Als Mekka der Bodega-Kultur gilt das Städtchen Fermoselle, das wohl schon aus römischer Zeit stammt. Wie ein Ameisenhaufen nahezu komplett untertunnelt, ist es als „Stadt der 1000 Weinkeller“bekannt. Im Mittelalter begann man Höhlen und Gänge aus den Felsen zu schlagen, zunächst genutzt von jüdischen Familien als versteckte Unterkünfte. Bald schon diente das Labyrinth unterirdischer Ver
bindungen zur Lagerung und Reifung von Wein. Als solcher genutzt wird heute allerdings nur noch ein knappes halbes Dutzend.
Auf den kargen Böden gestaltet sich der Weinanbau schon von jeher als sehr schwierig, was die Zahl der Produzenten schwinden, die traditionsreichen Weinberge verkommen lässt. Neue Initiativen, die mit ihren Visionen frischen Schwung bringen, kommen von Liliana und José im Flecken Formariz mit ihrer Mikro-Kellerei. Sie bewirtschaften wieder die vor Generationen von ihren Familien angelegten, dann aber aufgegebenen Weinberge mit
den alten Rebsorten und kreieren eine fast spritzige und leichte Rotweinvariation, eine Mischung aus roten und weißen Trauben, die, je nach Ertrag und Klima, geschmacklich ähnliche, aber unterschiedliche Charaktere ausbilden.
Schafzucht spielt in Zamora ebenfalls eine wichtige Rolle, da aber auch der Wolf seine Territorien und seine Daseinsberechtigung hat, bedarf es des besonderen Schutzes der braven Vierbeiner. Esel übernehmen diese Aufgabe immer häufiger. Mit ihrer sprichwörtlichen Wachsamkeit verwehren sie erfolgreich dem doch eher ungeliebten Jäger die Beute, während die Schafe das Grautier als Leitwolf akzeptieren. In den westlichen
Provinzen Spaniens sind Wölfe weit verbreitet. Um über das gemeinhin verbreitete Feindbild aufzuklären, entstand 2015 das Projekt eines Interpretationscenters nahe dem Sanabria-See, Spaniens größtem See, das anschaulich und objektiv das Leben der Wölfe vermittelt, den oft zu Unrecht entstandenen Vorurteilen entgegentritt und scheinbare Gefahren und Ängste relativiert.

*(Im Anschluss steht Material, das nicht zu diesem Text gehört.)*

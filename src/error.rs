//! # error.rs
//!
//! Error taxonomy shared by every stage of the pipeline.
//!
//! Each stage owns one error type so callers can match on exactly the failures
//! that stage can produce. [`Error`] gathers all of them for the [`crate::Builder`]
//! convenience path.

use crate::types::ResultType;
use std::ops::Range;

/// Failure while turning source text into tokens.
#[derive(Debug, Clone, PartialEq, thiserror::Error)]
pub enum LexError {
    #[error("unknown symbol '{symbol}' at {position}")]
    UnknownSymbol { symbol: char, position: usize },

    #[error("unbalanced bracket '{bracket}' at {position}")]
    UnbalancedBracket { bracket: char, position: usize },

    #[error("malformed number '{text}' at {}..{}", span.start, span.end)]
    MalformedNumber { text: String, span: Range<usize> },

    #[error("operator 'not' at {position} has no operand")]
    MissingNotOperand { position: usize },

    #[error("degree marker at {position} has no numeric magnitude")]
    MissingAngleMagnitude { position: usize },

    #[error("ambiguous phase-only literal at {position}: expected 'm+a°', 'm-a°' or 'm∠a°'")]
    AmbiguousPhase { position: usize },
}

/// Failure while building an expression tree from tokens.
#[derive(Debug, Clone, PartialEq, thiserror::Error)]
pub enum ParseError {
    #[error("empty expression")]
    EmptyInput,

    #[error("unexpected token '{found}' at index {index}")]
    UnexpectedToken { found: String, index: usize },

    #[error("unexpected end of input, expected {expected}")]
    UnexpectedEnd { expected: &'static str },

    #[error("function '{name}' does not accept {found} argument(s)")]
    ArityMismatch { name: String, found: usize },

    #[error("the left side of an assignment must be a variable or a function head, got '{found}'")]
    InvalidAssignmentTarget { found: String },

    #[error("'{operator}' requires a variable operand, got '{found}'")]
    InvalidIncrementTarget { operator: &'static str, found: String },

    #[error("'{name}' expects a variable at argument {position}, got '{found}'")]
    ExpectedVariable { name: &'static str, position: usize, found: String },

    #[error(transparent)]
    MatrixShape(#[from] MatrixShapeError),
}

/// A matrix was built from vectors of different lengths.
#[derive(Debug, Clone, Copy, PartialEq, Eq, thiserror::Error)]
#[error("matrix row {row} has {found} element(s), expected {expected}")]
pub struct MatrixShapeError {
    pub row: usize,
    pub expected: usize,
    pub found: usize,
}

/// Operand types that a node does not accept.
#[derive(Debug, Clone, PartialEq, Eq, thiserror::Error)]
pub enum TypeMismatchError {
    /// A unary or variadic node received an operand type outside its accepted set.
    #[error("'{node}' does not accept an operand of type {found}")]
    ParameterTypeMismatch { node: String, found: ResultType },

    /// A binary node received a left/right combination outside its table.
    #[error("'{node}' does not accept operands of types {left} and {right}")]
    BinaryParameterTypeMismatch {
        node: String,
        left: ResultType,
        right: ResultType,
    },

    /// A variadic or aggregate node received heterogeneous or invalid elements.
    #[error("'{node}' argument {position} has type {found}, which does not fit")]
    DifferentParameterTypeMismatch {
        node: String,
        position: usize,
        found: ResultType,
    },
}

/// Failure raised by the simplifier.
#[derive(Debug, Clone, Copy, PartialEq, Eq, thiserror::Error)]
pub enum SimplifyError {
    #[error("division by zero")]
    DivideByZero,

    #[error(transparent)]
    MatrixShape(#[from] MatrixShapeError),
}

/// Failure raised by the differentiator.
#[derive(Debug, Clone, PartialEq, thiserror::Error)]
pub enum DiffError {
    #[error("missing argument: {0}")]
    MissingArgument(&'static str),

    #[error("function '{name}' with {arity} argument(s) has no registered body")]
    UnboundFunction { name: String, arity: usize },

    #[error("'{0}' cannot be differentiated")]
    NotDifferentiable(String),

    #[error(transparent)]
    Simplify(#[from] SimplifyError),

    #[error(transparent)]
    MatrixShape(#[from] MatrixShapeError),
}

/// Any error the crate can produce.
#[derive(Debug, Clone, PartialEq, thiserror::Error)]
pub enum Error {
    #[error(transparent)]
    Lex(#[from] LexError),

    #[error(transparent)]
    Parse(#[from] ParseError),

    #[error(transparent)]
    Type(#[from] TypeMismatchError),

    #[error(transparent)]
    Simplify(#[from] SimplifyError),

    #[error(transparent)]
    Diff(#[from] DiffError),
}

#[cfg(test)]
mod tests {
    use super::*;

    #[test]
    fn test_messages() {
        let err = LexError::UnknownSymbol { symbol: '$', position: 3 };
        assert_eq!(err.to_string(), "unknown symbol '$' at 3");

        let err = MatrixShapeError { row: 1, expected: 2, found: 3 };
        assert_eq!(err.to_string(), "matrix row 1 has 3 element(s), expected 2");

        let err = TypeMismatchError::BinaryParameterTypeMismatch {
            node: "+".into(),
            left: ResultType::AngleNumber,
            right: ResultType::PowerNumber,
        };
        assert_eq!(err.to_string(), "'+' does not accept operands of types AngleNumber and PowerNumber");
    }

    #[test]
    fn test_conversions() {
        let err: ParseError = MatrixShapeError { row: 1, expected: 2, found: 1 }.into();
        assert!(matches!(err, ParseError::MatrixShape(_)));

        let err: DiffError = SimplifyError::DivideByZero.into();
        assert_eq!(err, DiffError::Simplify(SimplifyError::DivideByZero));

        let err: Error = LexError::MissingNotOperand { position: 0 }.into();
        assert!(matches!(err, Error::Lex(_)));
    }
}
#[cfg(test)]
mod tests {
    use super::*;
    use crate::lexer::tokenize;
    use crate::parser::parse;
    use crate::units::{Quantity, Unit};
    use crate::variable::{UserFunctionTable, Value};
    use ResultType as T;

    fn type_of(input: &str) -> Result<ResultType, TypeMismatchError> {
        let node = parse(&tokenize(input).unwrap(), &UserFunctionTable::new()).unwrap();
        TypeAnalyzer::new().result_type(&node)
    }

    #[test]
    fn test_table() {
        let cases = [
            ("1 + 2", T::Number),
            ("1 + 2i", T::ComplexNumber),
            ("1//2 + 3", T::RationalNumber),
            ("5 m + 2 m", T::LengthNumber),
            ("2 * 5 kg", T::MassNumber),
            ("3 m * 2 m", T::AreaNumber),
            ("3 m * 2 m^2", T::VolumeNumber),
            ("6 s / 2 s", T::Number),
            ("6 s / 2", T::TimeNumber),
            ("2 * {1, 2}", T::Vector),
            ("{1, 2} / 2", T::Vector),
            ("{{1,2},{3,4}} * {1, 2}", T::Matrix),
            ("{{1,2},{3,4}} ^ 2", T::Matrix),
            ("2 ^ 0.5", T::Number),
            ("i ^ 2", T::ComplexNumber),
            ("log(2, i)", T::ComplexNumber),
            ("root(8, 3)", T::Number),
            ("1 < 2", T::Boolean),
            ("1 m <= 2 m", T::Boolean),
            ("true == false", T::Boolean),
            ("i != 2i", T::Boolean),
            ("3 & 5", T::Number),
            ("true xor false", T::Boolean),
            ("true && false", T::Boolean),
            ("-(2 m)", T::LengthNumber),
            ("5!", T::Number),
            ("not true", T::Boolean),
            ("abs(3-4i)", T::Number),
            ("abs({3, 4})", T::Number),
            ("floor(2.5 h)", T::TimeNumber),
            ("sign(-3 K)", T::Number),
            ("sqrt(i)", T::ComplexNumber),
            ("sin(90 deg)", T::Number),
            ("arcsin(1)", T::AngleNumber),
            ("cosh(i)", T::ComplexNumber),
            ("re(3-4i)", T::Number),
            ("conjugate(i)", T::ComplexNumber),
            ("todeg(1)", T::AngleNumber),
            ("tonumber(3 kg)", T::Number),
            ("tohex(255)", T::String),
            ("transpose({1, 2})", T::Matrix),
            ("det({{1,2},{3,4}})", T::Number),
            ("inverse({{1,2},{3,4}})", T::Matrix),
            ("dotproduct({1,2},{3,4})", T::Number),
            ("crossproduct({1,2,3},{4,5,6})", T::Vector),
            ("max(1, 2, 3)", T::Number),
            ("sum({1, 2, 3})", T::Number),
            ("pi * 2", T::Number),
            ("x := 3", T::String),
            ("undef(x)", T::String),
            ("x++", T::Number),
            ("x += 2", T::Number),
            ("if(x > 1, 2, 3)", T::Undefined),
            ("while(x < 3, x++)", T::Undefined),
            ("simplify(x + x)", T::Expression),
            ("derivative(x^2, x)", T::Expression),
        ];
        for (input, expected) in cases {
            assert_eq!(type_of(input), Ok(expected), "{input}");
        }
    }

    #[test]
    fn test_undefined_propagates() {
        assert_eq!(type_of("x + 1"), Ok(T::Undefined));
        assert_eq!(type_of("sin(x) * 5 kg"), Ok(T::Undefined));
        assert_eq!(type_of("max(1, x)"), Ok(T::Undefined));
        assert_eq!(type_of("f(1, 2)"), Ok(T::Undefined));
        assert_eq!(type_of("{x, 1}"), Ok(T::Vector));
        assert_eq!(type_of("x//2"), Ok(T::Undefined));
        assert_eq!(type_of("3//y"), Ok(T::Undefined));
        assert_eq!(type_of("3//2"), Ok(T::RationalNumber));
    }

    #[test]
    fn test_mismatches() {
        assert_eq!(
            type_of("90 deg + 5 W"),
            Err(TypeMismatchError::BinaryParameterTypeMismatch {
                node: "+".into(),
                left: T::AngleNumber,
                right: T::PowerNumber,
            }),
        );
        assert!(matches!(type_of("true & 1"), Err(TypeMismatchError::BinaryParameterTypeMismatch { .. })));
        assert!(matches!(type_of("1 && 2"), Err(TypeMismatchError::BinaryParameterTypeMismatch { .. })));
        assert!(matches!(type_of("2 / 3 m"), Err(TypeMismatchError::BinaryParameterTypeMismatch { .. })));
        assert_eq!(
            type_of("5 kg!"),
            Err(TypeMismatchError::ParameterTypeMismatch { node: "!".into(), found: T::MassNumber }),
        );
        assert!(matches!(type_of("re(2)"), Err(TypeMismatchError::ParameterTypeMismatch { .. })));
        assert_eq!(
            type_of("max(1, 2i)"),
            Err(TypeMismatchError::DifferentParameterTypeMismatch {
                node: "max".into(),
                position: 2,
                found: T::ComplexNumber,
            }),
        );
        assert_eq!(
            type_of("min(2i, 3i)"),
            Err(TypeMismatchError::ParameterTypeMismatch { node: "min".into(), found: T::ComplexNumber }),
        );
        assert!(matches!(type_of("sum({1}, {2})"), Err(TypeMismatchError::ParameterTypeMismatch { .. })));
        assert!(matches!(
            type_of("{1, true}"),
            Err(TypeMismatchError::DifferentParameterTypeMismatch { position: 2, .. }),
        ));
        assert!(matches!(
            type_of("matrix{x, 1}"),
            Err(TypeMismatchError::DifferentParameterTypeMismatch { position: 2, .. }),
        ));
        assert!(matches!(type_of("if(1, 2)"), Err(TypeMismatchError::ParameterTypeMismatch { .. })));
        assert!(matches!(type_of("x += true"), Err(TypeMismatchError::ParameterTypeMismatch { .. })));
        assert!(matches!(type_of("true//2"), Err(TypeMismatchError::BinaryParameterTypeMismatch { .. })));
    }

    #[test]
    fn test_parameters() {
        let params = crate::variable::Parameters::from([
            ("x", Value::Number(1.0)),
            ("q", Value::Quantity(Quantity::new(2.0, Unit::Meter))),
            ("s", Value::String("hi".into())),
        ]);
        let analyzer = TypeAnalyzer::with_parameters(&params);
        let node = |s: &str| parse(&tokenize(s).unwrap(), &UserFunctionTable::new()).unwrap();

        assert_eq!(analyzer.result_type(&node("x + 1")), Ok(T::Number));
        assert_eq!(analyzer.result_type(&node("q * q")), Ok(T::AreaNumber));
        assert_eq!(analyzer.result_type(&node("s + s")), Ok(T::String));
        assert_eq!(analyzer.result_type(&node("y + 1")), Ok(T::Undefined));
    }

    fn samples() -> Vec<AstNode> {
        let mut nodes = vec![
            AstNode::Number(1.0),
            AstNode::Bool(true),
            AstNode::Complex(num_complex::Complex::new(0.0, 1.0)),
            AstNode::rational(AstNode::one(), AstNode::Number(2.0)),
            AstNode::vector(vec![AstNode::one()]),
            AstNode::Define { target: Box::new(AstNode::variable("s")), value: Box::new(AstNode::one()) },
            AstNode::Simplify(Box::new(AstNode::variable("x"))),
            AstNode::variable("x"),
        ];
        let units = [
            Unit::Degree, Unit::Watt, Unit::Kelvin, Unit::Gram,
            Unit::Meter, Unit::Second, Unit::SquareMeter, Unit::Liter,
        ];
        nodes.extend(units.iter().map(|u| AstNode::Quantity(Quantity::new(1.0, *u))));
        nodes
    }

    #[test]
    fn test_totality() {
        let analyzer = TypeAnalyzer::new();
        let samples = samples();
        for kind in BinaryKind::ALL {
            for left in &samples {
                for right in &samples {
                    let node = AstNode::binary(*kind, left.clone(), right.clone());
                    match analyzer.result_type(&node) {
                        Ok(ty) => assert!(ResultType::ALL.contains(&ty)),
                        Err(err) => assert!(
                            matches!(err, TypeMismatchError::BinaryParameterTypeMismatch { .. }),
                            "{node}: {err}",
                        ),
                    }
                }
            }
        }
        for kind in UnaryKind::ALL {
            for operand in &samples {
                let node = AstNode::unary(*kind, operand.clone());
                if let Err(err) = analyzer.result_type(&node) {
                    assert!(matches!(err, TypeMismatchError::ParameterTypeMismatch { .. }), "{node}: {err}");
                }
            }
        }
    }

    const QUANTITIES: [ResultType; 8] = [
        T::AngleNumber, T::PowerNumber, T::TemperatureNumber, T::MassNumber,
        T::LengthNumber, T::TimeNumber, T::AreaNumber, T::VolumeNumber,
    ];

    /// Every operand pair a binary kind accepts, with its result.
    fn accepted(kind: BinaryKind) -> Vec<(ResultType, ResultType, ResultType)> {
        use BinaryKind as K;

        let complex = [
            (T::Number, T::Number, T::Number),
            (T::ComplexNumber, T::ComplexNumber, T::ComplexNumber),
            (T::Number, T::ComplexNumber, T::ComplexNumber),
            (T::ComplexNumber, T::Number, T::ComplexNumber),
        ];
        let rational = [
            (T::RationalNumber, T::RationalNumber, T::RationalNumber),
            (T::RationalNumber, T::Number, T::RationalNumber),
            (T::Number, T::RationalNumber, T::RationalNumber),
        ];
        let scaled = QUANTITIES.iter().flat_map(|&q| [(T::Number, q, q), (q, T::Number, q)]);

        let mut table = Vec::new();
        match kind {
            K::Add | K::Sub => {
                table.extend(complex);
                table.extend(rational);
                table.extend(scaled);
                table.extend(QUANTITIES.iter().map(|&q| (q, q, q)));
                table.push((T::Vector, T::Vector, T::Vector));
                table.push((T::Matrix, T::Matrix, T::Matrix));
                if kind == K::Add {
                    table.push((T::String, T::String, T::String));
                }
            },
            K::Mul => {
                table.extend(complex);
                table.extend(rational);
                table.extend(scaled);
                table.extend([
                    (T::LengthNumber, T::LengthNumber, T::AreaNumber),
                    (T::LengthNumber, T::AreaNumber, T::VolumeNumber),
                    (T::AreaNumber, T::LengthNumber, T::VolumeNumber),
                    (T::Number, T::Vector, T::Vector),
                    (T::Vector, T::Number, T::Vector),
                    (T::Number, T::Matrix, T::Matrix),
                    (T::Matrix, T::Number, T::Matrix),
                    (T::Matrix, T::Matrix, T::Matrix),
                    (T::Matrix, T::Vector, T::Matrix),
                    (T::Vector, T::Matrix, T::Matrix),
                ]);
            },
            K::Div => {
                table.extend(complex);
                table.extend(rational);
                table.extend(QUANTITIES.iter().flat_map(|&q| [(q, q, T::Number), (q, T::Number, q)]));
                table.push((T::Vector, T::Number, T::Vector));
                table.push((T::Matrix, T::Number, T::Matrix));
            },
            K::Pow => {
                table.extend(complex);
                table.push((T::Matrix, T::Number, T::Matrix));
            },
            K::Root | K::Mod | K::Round => table.push((T::Number, T::Number, T::Number)),
            K::Log => {
                table.push((T::Number, T::Number, T::Number));
                table.push((T::Number, T::ComplexNumber, T::ComplexNumber));
            },
            K::Less | K::LessEqual | K::Greater | K::GreaterEqual => {
                table.push((T::Number, T::Number, T::Boolean));
                table.extend(QUANTITIES.iter().map(|&q| (q, q, T::Boolean)));
            },
            K::Equal | K::NotEqual => {
                table.push((T::Number, T::Number, T::Boolean));
                table.push((T::Boolean, T::Boolean, T::Boolean));
                table.push((T::ComplexNumber, T::ComplexNumber, T::Boolean));
                table.extend(QUANTITIES.iter().map(|&q| (q, q, T::Boolean)));
            },
            K::BitAnd | K::BitOr | K::Xor | K::Nand | K::Nor | K::Implication | K::Equivalence => {
                table.push((T::Number, T::Number, T::Number));
                table.push((T::Boolean, T::Boolean, T::Boolean));
            },
            K::And | K::Or => table.push((T::Boolean, T::Boolean, T::Boolean)),
            K::DotProduct => table.push((T::Vector, T::Vector, T::Number)),
            K::CrossProduct => table.push((T::Vector, T::Vector, T::Vector)),
        }
        table
    }

    #[test]
    fn test_binary_table() {
        let defined = ResultType::ALL.iter().copied().filter(|t| *t != T::Undefined).collect::<Vec<_>>();
        for &kind in BinaryKind::ALL {
            let table = accepted(kind);
            for &l in &defined {
                for &r in &defined {
                    let expected = table.iter().find(|(a, b, _)| *a == l && *b == r).map(|(_, _, t)| *t);
                    assert_eq!(binary_type(kind, l, r), expected, "{kind} with {l} and {r}");
                }
            }
        }
    }

    #[test]
    fn test_binary_nodes() {
        let analyzer = TypeAnalyzer::new();
        let quantity = |u: Unit| AstNode::Quantity(Quantity::new(1.0, u));
        let units = [
            Unit::Degree, Unit::Watt, Unit::Kelvin, Unit::Gram,
            Unit::Meter, Unit::Second, Unit::SquareMeter, Unit::Liter,
        ];
        for kind in [BinaryKind::Add, BinaryKind::Sub] {
            for (i, a) in units.iter().enumerate() {
                for (j, b) in units.iter().enumerate() {
                    let node = AstNode::binary(kind, quantity(*a), quantity(*b));
                    let result = analyzer.result_type(&node);
                    if i == j {
                        assert_eq!(result, Ok(QUANTITIES[i]), "{node}");
                    } else {
                        assert_eq!(result, Err(binary_mismatch(kind.symbol(), QUANTITIES[i], QUANTITIES[j])), "{node}");
                    }
                }
            }
        }

        let complex = AstNode::Complex(num_complex::Complex::new(1.0, 2.0));
        let vector = AstNode::vector(vec![AstNode::one()]);
        let matrix = AstNode::Matrix(crate::astnode::Matrix::new(vec![vector.clone()]).unwrap());
        for &kind in BinaryKind::ALL {
            for other in [&vector, &matrix, &AstNode::Bool(true)] {
                for node in [
                    AstNode::binary(kind, complex.clone(), other.clone()),
                    AstNode::binary(kind, other.clone(), complex.clone()),
                ] {
                    assert!(
                        matches!(analyzer.result_type(&node), Err(TypeMismatchError::BinaryParameterTypeMismatch { .. })),
                        "{node}",
                    );
                }
            }
            let node = AstNode::binary(kind, AstNode::Bool(true), AstNode::one());
            assert!(analyzer.result_type(&node).is_err(), "{node}");
            let node = AstNode::binary(kind, AstNode::variable("x"), complex.clone());
            assert_eq!(analyzer.result_type(&node), Ok(T::Undefined), "{node}");
        }
    }

    #[test]
    fn test_display() {
        assert_eq!(ResultType::ComplexNumber.to_string(), "ComplexNumber");
        assert_eq!(ResultType::from(Dimension::Volume), ResultType::VolumeNumber);
    }
}
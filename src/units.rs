//! # units.rs
//!
//! Physical-unit tags and the opaque [`Quantity`] value carried by AST leaves.
//!
//! Conversion between concrete scales is not done here; a quantity is only a
//! magnitude tagged with a unit, and the unit's [`Dimension`] decides its type.

use std::fmt;

/// Error returned when a string does not name a known unit.
#[derive(Clone, Copy, Debug, PartialEq, Eq)]
pub struct ParseUnitError;

/// Physical dimension of a unit.
#[derive(Clone, Copy, Debug, PartialEq, Eq, Hash)]
pub enum Dimension {
    Angle,
    Power,
    Temperature,
    Mass,
    Length,
    Time,
    Area,
    Volume,
}

#[doc(hidden)]
/// Internal macro to define all supported units.
///
/// Each unit declares its canonical symbol, the accepted aliases and its dimension.
macro_rules! units {
    ($( $variant:ident => {
        symbol: $symbol:literal,
        aliases: [$($alias:literal),*],
        dimension: $dim:ident
    } ),+ $(,)?) => {
        /// A concrete unit of measurement.
        #[derive(Clone, Copy, Debug, PartialEq, Eq, Hash)]
        pub enum Unit {
            $( $variant ),+
        }

        impl Unit {
            /// Returns the canonical symbol written after a magnitude.
            pub fn symbol(&self) -> &'static str {
                match self {
                    $( Self::$variant => $symbol, )+
                }
            }

            /// Returns the physical dimension of the unit.
            pub fn dimension(&self) -> Dimension {
                match self {
                    $( Self::$variant => Dimension::$dim, )+
                }
            }

            /// Returns every canonical unit symbol.
            pub fn names() -> &'static [&'static str] {
                &[ $( $symbol ),+ ]
            }
        }

        impl std::str::FromStr for Unit {
            type Err = ParseUnitError;

            fn from_str(s: &str) -> Result<Self, Self::Err> {
                match s {
                    $( $symbol $( | $alias )* => Ok(Self::$variant), )+
                    _ => Err(ParseUnitError),
                }
            }
        }
    };
}

units! {
    Degree      => { symbol: "deg",  aliases: ["degree", "degrees"],  dimension: Angle },
    Radian      => { symbol: "rad",  aliases: ["radian", "radians"],  dimension: Angle },
    Gradian     => { symbol: "grad", aliases: ["gradian", "gradians"], dimension: Angle },

    Watt        => { symbol: "W",    aliases: [],                     dimension: Power },
    Kilowatt    => { symbol: "kW",   aliases: [],                     dimension: Power },
    Horsepower  => { symbol: "hp",   aliases: [],                     dimension: Power },

    Celsius     => { symbol: "°C",   aliases: [],                     dimension: Temperature },
    Fahrenheit  => { symbol: "°F",   aliases: [],                     dimension: Temperature },
    Kelvin      => { symbol: "K",    aliases: [],                     dimension: Temperature },

    Milligram   => { symbol: "mg",   aliases: [],                     dimension: Mass },
    Gram        => { symbol: "g",    aliases: [],                     dimension: Mass },
    Kilogram    => { symbol: "kg",   aliases: [],                     dimension: Mass },
    Tonne       => { symbol: "t",    aliases: [],                     dimension: Mass },
    Ounce       => { symbol: "oz",   aliases: [],                     dimension: Mass },
    Pound       => { symbol: "lb",   aliases: [],                     dimension: Mass },

    Millimeter  => { symbol: "mm",   aliases: [],                     dimension: Length },
    Centimeter  => { symbol: "cm",   aliases: [],                     dimension: Length },
    Meter       => { symbol: "m",    aliases: [],                     dimension: Length },
    Kilometer   => { symbol: "km",   aliases: [],                     dimension: Length },
    Inch        => { symbol: "in",   aliases: [],                     dimension: Length },
    Foot        => { symbol: "ft",   aliases: [],                     dimension: Length },
    Yard        => { symbol: "yd",   aliases: [],                     dimension: Length },
    Mile        => { symbol: "mi",   aliases: [],                     dimension: Length },

    Nanosecond  => { symbol: "ns",   aliases: [],                     dimension: Time },
    Millisecond => { symbol: "ms",   aliases: [],                     dimension: Time },
    Second      => { symbol: "s",    aliases: [],                     dimension: Time },
    Minute      => { symbol: "min",  aliases: [],                     dimension: Time },
    Hour        => { symbol: "h",    aliases: [],                     dimension: Time },
    Day         => { symbol: "day",  aliases: ["days"],               dimension: Time },
    Week        => { symbol: "week", aliases: ["weeks"],              dimension: Time },
    Year        => { symbol: "year", aliases: ["years"],              dimension: Time },

    SquareMillimeter => { symbol: "mm^2", aliases: [],                dimension: Area },
    SquareCentimeter => { symbol: "cm^2", aliases: [],                dimension: Area },
    SquareMeter      => { symbol: "m^2",  aliases: [],                dimension: Area },
    SquareKilometer  => { symbol: "km^2", aliases: [],                dimension: Area },
    SquareInch       => { symbol: "in^2", aliases: [],                dimension: Area },
    SquareFoot       => { symbol: "ft^2", aliases: [],                dimension: Area },
    SquareYard       => { symbol: "yd^2", aliases: [],                dimension: Area },
    SquareMile       => { symbol: "mi^2", aliases: [],                dimension: Area },
    Hectare          => { symbol: "ha",   aliases: [],                dimension: Area },

    CubicCentimeter  => { symbol: "cm^3", aliases: [],                dimension: Volume },
    CubicMeter       => { symbol: "m^3",  aliases: [],                dimension: Volume },
    CubicInch        => { symbol: "in^3", aliases: [],                dimension: Volume },
    CubicFoot        => { symbol: "ft^3", aliases: [],                dimension: Volume },
    CubicYard        => { symbol: "yd^3", aliases: [],                dimension: Volume },
    Liter            => { symbol: "l",    aliases: ["L"],             dimension: Volume },
    Gallon           => { symbol: "gal",  aliases: [],                dimension: Volume },
}

impl fmt::Display for Unit {
    fn fmt(&self, f: &mut fmt::Formatter<'_>) -> fmt::Result {
        write!(f, "{}", self.symbol())
    }
}

/// A magnitude tagged with a unit.
#[derive(Clone, Copy, Debug, PartialEq)]
pub struct Quantity {
    value: f64,
    unit: Unit,
}

impl Quantity {
    pub fn new(value: f64, unit: Unit) -> Self {
        Self { value, unit }
    }

    pub fn value(&self) -> f64 {
        self.value
    }

    pub fn unit(&self) -> Unit {
        self.unit
    }

    pub fn dimension(&self) -> Dimension {
        self.unit.dimension()
    }
}

impl fmt::Display for Quantity {
    fn fmt(&self, f: &mut fmt::Formatter<'_>) -> fmt::Result {
        write!(f, "{} {}", self.value, self.unit)
    }
}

In der Provinzhauptstadt Zamora hat der Duero schon ein Drittel seiner Länge zurückgelegt und bereits eine stattliche Breite erreicht. Von den Einheimischen „Benidorm“getauft, bietet der Stadtstrand am Flussufer besonders in der Dämmerung, einen fantastischen Blick auf die mächtige Stadtmauer und die Altstadt auf einer Anhöhe, nur überragt vom Turm des Kastells aus dem 11. und der Vierungskuppel der romanischen Kathedrale aus dem 12. Jahrhundert. Über die Brücke Puente de Pedra, die schon um 1150 die beiden Ufer verband, gelangt man zurück ins Herz der „Stadt der Romanik“mit nicht weniger als 22 Kirchen aus dem Mittelalter.
In den Gassen zwischen den sandsteinfarbenen Hausfassaden finden zur Karwoche gleich 18 Prozessionen der Bruderschaften statt. Ihnen ist das Denkmal der verschleierten, Kutten tragenden Figuren an der Plaza Mayor gewidmet. Sonst geht es eher beschaulich zu, kontrastieren zeitgenössische Skulpturen und moderne Wandgemälde „Zamora Variopinta“mit überbordender Historie. Statt eines Wasserflohs gibt sich gar eine gigantische Fliege an einer Hauswand die Ehre.